Resultado das eleições? "Investidores veem Portugal como país estável"
- 23/01/2026
O ministro das Finanças, Joaquim Miranda Sarmento, desvalorizou, na quinta-feira, o impacto do resultado das eleições presidenciais na economia portuguesa, apontando para a imagem de estabilidade que o país tem junto dos investidores.
"Os investidores veem Portugal como um país estável. Falo com muitos investidores e nunca ouvi qualquer preocupação", disse Miranda Sarmento numa entrevista à Reuters, à margem do Fórum Económico Mundial, que decorrer em Davos, na Suíça.
O ministro das Finanças manifestou ainda confiança no Parlamento, esperando que os deputados continuem a ter aquilo que chama de responsabilidade orçamental:
"Acho que a oposição aprendeu a lição nas eleições de maio... e acredito que o Parlamento continuará a ter responsabilidade orçamental, ninguém em Portugal quer o regresso ao défice", afirmou.
Presidenciais têm impacto no programa do Governo?
Já esta semana, o ministro da Economia e da Coesão Territorial, Manuel Castro Almeida, sublinhou que o resultado das eleições presidenciais, cuja segunda volta será realizada no próximo dia 8 de fevereiro, não irá impactar o programa do Governo em funções.
"O Governo tem um programa para cumprir.
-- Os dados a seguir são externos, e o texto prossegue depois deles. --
//!
//! The host-supplied side of the palette.
//!
//! The palette knows nothing about what it is searching. Matching, row
//! rendering and what happens on selection all belong to the host, which
//! implements [`QuickOpenDelegate`] for its own item type.

/// Matching, rendering and selection callbacks supplied by the host.
///
/// All methods run synchronously on the main thread. A slow
/// [`matches_for_query`](Self::matches_for_query) stalls the palette; the
/// host is responsible for keeping it fast.
pub trait QuickOpenDelegate<T> {
    /// The renderable used for one row of the match list.
    type Row;

    /// Returns the candidates for the current search text, in display order.
    fn matches_for_query(&mut self, query: &str) -> Vec<T>;

    /// Builds the row for one candidate. `None` renders an empty row.
    fn view_for_item(&mut self, item: &T) -> Option<Self::Row>;

    /// Called once when the user commits a selection.
    fn on_item_selected(&mut self, item: &T);

    /// Called once each time a visible palette window is closed.
    fn on_window_closed(&mut self) {}
}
Essa é a sua missão, o seu foco, a sua obrigação. Seja qual for o resultado (...), o programa do Governo é aquele que está viabilizado na Assembleia da República e é aquele que vai transformar o país", afirmou Manuel Castro Almeida na sua participação na conferência "10 Anos Conversa Capital", que decorreu em Lisboa.
Segundo o governante, o executivo liderado por Luís Montenegro está "determinadíssimo em executar o seu programa".
"Não creio que, seja qual venha a ser o resultado das eleições presidenciais, isso seja muito relevante para o cumprimento do programa do Governo", acrescentou.
Segunda volta à vista
No domingo, António José Seguro e André Ventura foram os mais votados na primeira volta das eleições para o Palácio de Belém e vão disputar a segunda volta, em 08 de fevereiro.
O candidato apoiado pelo PS e, agora, também por Livre, PCP e BE, conquistou 31% dos votos e Ventura, líder do Chega, obteve 23%.
Em terceiro lugar ficou Cotrim Figueiredo, apoiado pela Iniciativa Liberal, com 16,%, à frente de Gouveia e Melo, com 12%, e de Marques Mendes, apoiado pelo PSD e CDS-PP, com 11%.
À esquerda, Catarina Martins (BE) teve 2%, António Filipe (PCP) teve 1,6% e Jorge Pinto (Livre) 0,6%, abaixo do artista Manuel João Vieira, que conseguiu 1%. O sindicalista André Pestana recolheu 0,2% e Humberto Correia 0,08%.